The renovation and revamp of London Bridge station, which picked up pace in 2014, has finally been completed, Network Rail said on Tuesday (2 January).

Dubbed "the greatest infrastructure project in London" by the Institution of Civil Engineers (ICE), the revamp will come at a final cost of £6.5bn to taxpayers, and still has some way to run, even though the final section of a new concourse is now open providing access to all platforms.

With addition of five new platforms, London Bridge will now have 15 new extra-long platforms capable of serving up to 18 trains per hour, with an ultimate objective of serving 24 trains per hour by December 2019.

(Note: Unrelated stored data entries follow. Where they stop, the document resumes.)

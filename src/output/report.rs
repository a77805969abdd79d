//! Human-readable and JSON rendering of planner results.

use super::terminal::{flag, format_field, overlap_label};
use crate::models::{Cidr, CloudArmorRule, FirewallRule};
use crate::processing::{
    CidrCheckResponse, CidrInfo, IpDetails, IpPlanResponse, SecurityReport, Severity, SuffixIp,
    Utilization,
};
use colored::{ColoredString, Colorize};
use itertools::Itertools;
use serde::Serialize;
use std::error::Error;

/// Pretty JSON for `--json` output.
pub fn render_json<T: Serialize>(value: &T) -> Result<String, Box<dyn Error>> {
    serde_json::to_string_pretty(value).map_err(|e| format!("Error serializing JSON: {e}").into())
}

fn render_cidr_list(title: &str, cidrs: &[Cidr]) -> String {
    if cidrs.is_empty() {
        return format!("{title}: {}\n", "none".yellow());
    }
    let mut out = format!("{title}:\n");
    for cidr in cidrs {
        out.push_str(&format!("  {cidr}\n"));
    }
    out
}

/// Render a conflict check.
pub fn render_check(response: &CidrCheckResponse) -> String {
    let status = if response.has_conflict {
        format!("{} conflict(s)", response.conflicts.len()).red().bold()
    } else {
        "no conflicts".green().bold()
    };
    let mut out = format!("CIDR {}: {status}\n", response.input_cidr.bold());

    for conflict in &response.conflicts {
        out.push_str(&format!(
            "  {} {} {} {} {} {}\n",
            format_field(&conflict.conflicting_cidr, 18),
            overlap_label(conflict.overlap_type, 12),
            format_field(&conflict.meta.subnet_name, 24),
            format_field(&conflict.meta.vpc_name, 20),
            format_field(&conflict.meta.project_id, 24),
            conflict.meta.region
        ));
    }

    if response.has_conflict {
        out.push_str(&render_cidr_list("Suggested", &response.suggested_cidrs));
    }
    out
}

/// Render an IP plan.
pub fn render_plan(response: &IpPlanResponse) -> String {
    format!(
        "Checked projects: {}\n{}",
        response.checked_scope.join(", "),
        render_cidr_list("Available", &response.available_cidrs)
    )
}

/// Render a free-block search.
pub fn render_blocks(scope: &Cidr, prefix: u8, blocks: &[Cidr]) -> String {
    render_cidr_list(&format!("Free /{prefix} blocks in {scope}"), blocks)
}

/// Render CIDR facts.
pub fn render_cidr_info(info: &CidrInfo) -> String {
    let optional = |ip: Option<std::net::Ipv4Addr>| ip.map_or_else(|| "-".to_string(), |ip| ip.to_string());
    let rows = [
        ("cidr", info.cidr.clone()),
        ("network", info.network_address.to_string()),
        ("broadcast", info.broadcast_address.to_string()),
        ("netmask", info.netmask.to_string()),
        ("prefix", format!("/{}", info.prefix_length)),
        ("total", info.total_hosts.to_string()),
        ("usable", info.usable_hosts.to_string()),
        ("first usable", optional(info.first_usable)),
        ("last usable", optional(info.last_usable)),
        ("private", flag(info.is_private).to_string()),
    ];
    rows.iter()
        .map(|(k, v)| format!("{} {v}\n", format_field(k, 14)))
        .collect()
}

/// Render an address lookup.
pub fn render_ip_details(details: &IpDetails) -> String {
    let mut out = format!(
        "IP {}: used {}\n",
        details.ip_address.to_string().bold(),
        flag(details.is_used)
    );
    if let Some(used_by) = &details.used_by {
        out.push_str(&format!(
            "  used by {} '{}' in {}\n",
            used_by.resource_type, used_by.resource_name, used_by.project_id
        ));
    }
    match (&details.subnet, &details.vpc, &details.project) {
        (Some(subnet), Some(vpc), Some(project)) => out.push_str(&format!(
            "  subnet {} ({}) in VPC {vpc}, project {project}, region {}\n",
            subnet.name, subnet.ip_cidr_range, subnet.region
        )),
        _ => out.push_str(&format!("  {}\n", "not inside any scanned subnet".yellow())),
    }
    out
}

/// Render suffix search results.
pub fn render_suffix_ips(suffix: u8, ips: &[SuffixIp]) -> String {
    let mut out = format!("{} free address(es) ending in .{suffix}\n", ips.len());
    for ip in ips {
        out.push_str(&format!(
            "  {} {} {} {} {}\n",
            format_field(ip.ip_address, 16),
            format_field(&ip.subnet, 24),
            format_field(&ip.vpc, 20),
            format_field(&ip.project, 24),
            ip.region
        ));
    }
    out
}

/// Render VPC utilization.
pub fn render_utilization(util: &Utilization) -> String {
    let percent = format!("{:.2}%", util.utilization_percent);
    let percent = if util.utilization_percent >= 80.0 {
        percent.red()
    } else {
        percent.green()
    };
    format!(
        "{}: {} of {} addresses used by {} subnet(s) ({percent}), {} available\n",
        util.vpc_cidr, util.used_ips, util.total_ips, util.subnet_count, util.available_ips
    )
}

/// Render the outcome of a rule simulation.
pub fn render_simulation(
    policy: &str,
    input: &str,
    rule: Option<&CloudArmorRule>,
    firewall_rules: &[&FirewallRule],
) -> String {
    let mut out = match rule {
        Some(rule) => format!(
            "Policy {policy}: '{input}' hits priority {} -> {}{}\n",
            rule.priority,
            rule.action.bold(),
            rule.description
                .as_deref()
                .map(|d| format!(" ({d})"))
                .unwrap_or_default()
        ),
        None => format!("Policy {policy}: no rule matches '{input}'\n"),
    };
    if !firewall_rules.is_empty() {
        let names = firewall_rules
            .iter()
            .map(|r| format!("{}[{}:{}]", r.name, r.priority, r.action))
            .join(", ");
        out.push_str(&format!("Firewall source ranges matching: {names}\n"));
    }
    out
}

fn severity_label(severity: Severity) -> ColoredString {
    let text = format_field(format!("{severity:?}").to_uppercase(), 9);
    match severity {
        Severity::Critical => text.as_str().red().bold(),
        Severity::High => text.as_str().red(),
        Severity::Medium => text.as_str().yellow(),
        Severity::Low => text.as_str().normal(),
    }
}

/// Render security findings, most severe first.
pub fn render_security(report: &SecurityReport) -> String {
    let summary = &report.summary;
    let mut out = format!(
        "{} issue(s): {} critical, {} high, {} medium, {} low\n",
        summary.total, summary.critical, summary.high, summary.medium, summary.low
    );
    for issue in report.issues.iter().sorted_by_key(|i| i.severity) {
        out.push_str(&format!(
            "  {} {} {} ({})\n",
            severity_label(issue.severity),
            format_field(format!("{:?}", issue.category).to_uppercase(), 9),
            issue.title,
            issue.resource_name
        ));
    }
    out
}

#[cfg(test)]
mod tests {
    use super::*;
    use crate::models::SubnetRef;
    use crate::processing::{Category, ConflictRecord, OverlapKind, SecurityIssue, SecuritySummary};

    fn plain() {
        colored::control::set_override(false);
    }

    #[test]
    fn test_render_check() {
        plain();
        let response = CidrCheckResponse {
            input_cidr: "10.0.0.0/24".to_string(),
            has_conflict: true,
            conflicts: vec![ConflictRecord {
                conflicting_cidr: Cidr::parse("10.0.0.0/16").unwrap(),
                overlap_type: OverlapKind::ContainedBy,
                meta: SubnetRef {
                    subnet_name: "core".to_string(),
                    vpc_name: "vpc".to_string(),
                    vpc_self_link: String::new(),
                    project_id: "p".to_string(),
                    region: "us-east1".to_string(),
                },
            }],
            suggested_cidrs: vec![Cidr::parse("10.1.0.0/24").unwrap()],
        };
        let text = render_check(&response);
        assert!(text.starts_with("CIDR 10.0.0.0/24: 1 conflict(s)"));
        assert!(text.contains("contained_by"));
        assert!(text.contains("  10.1.0.0/24\n"));
    }

    #[test]
    fn test_render_json_uses_wire_names() {
        let response = IpPlanResponse {
            available_cidrs: vec![Cidr::parse("10.9.0.0/24").unwrap()],
            checked_scope: vec!["a".to_string()],
        };
        let json = render_json(&response).unwrap();
        let value: serde_json::Value = serde_json::from_str(&json).unwrap();
        assert_eq!(value["available_cidrs"][0], "10.9.0.0/24");
        assert_eq!(value["checked_scope"][0], "a");
    }

    #[test]
    fn test_render_simulation_without_match() {
        plain();
        let text = render_simulation("edge", "1.1.1.1", None, &[]);
        assert_eq!(text, "Policy edge: no rule matches '1.1.1.1'\n");
    }

    #[test]
    fn test_render_security_orders_by_severity() {
        plain();
        let issue = |severity: Severity, title: &str| SecurityIssue {
            severity,
            category: Category::Firewall,
            title: title.to_string(),
            description: String::new(),
            resource_name: "fw".to_string(),
            project_id: "p".to_string(),
            remediation: String::new(),
        };
        let report = SecurityReport {
            issues: vec![issue(Severity::Low, "later"), issue(Severity::Critical, "first")],
            generated_at: chrono::Utc::now(),
            summary: SecuritySummary {
                critical: 1,
                low: 1,
                total: 2,
                ..Default::default()
            },
        };
        let text = render_security(&report);
        let lines: Vec<&str> = text.lines().collect();
        assert_eq!(lines[0], "2 issue(s): 1 critical, 0 high, 0 medium, 1 low");
        assert_eq!(lines[1], "  CRITICAL  FIREWALL  first (fw)");
        assert_eq!(lines[2], "  LOW       FIREWALL  later (fw)");
    }
}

The completion of works also mean trains to and from Cannon Street will resume stopping at the station.

The tracks in and around the station have also been remodelled to minimise delays and allow an additional number of trains to travel through London.

The station complex, adjacent to British capital's landmark building The Shard, will also have retail and service facilities with new shops and restaurants in a concourse that is scheduled for completion in the spring.

Network Rail chief executive Mark Carne said: "The opening of our landmark station is a shining example of the investment we are making in the railway. We've completely rebuilt the station so in future it can handle 95 million people.

"I would like to thank passengers for their patience while we transformed London Bridge into the modern transport hub it is today, with more trains to more destinations, connecting north-south London and beyond."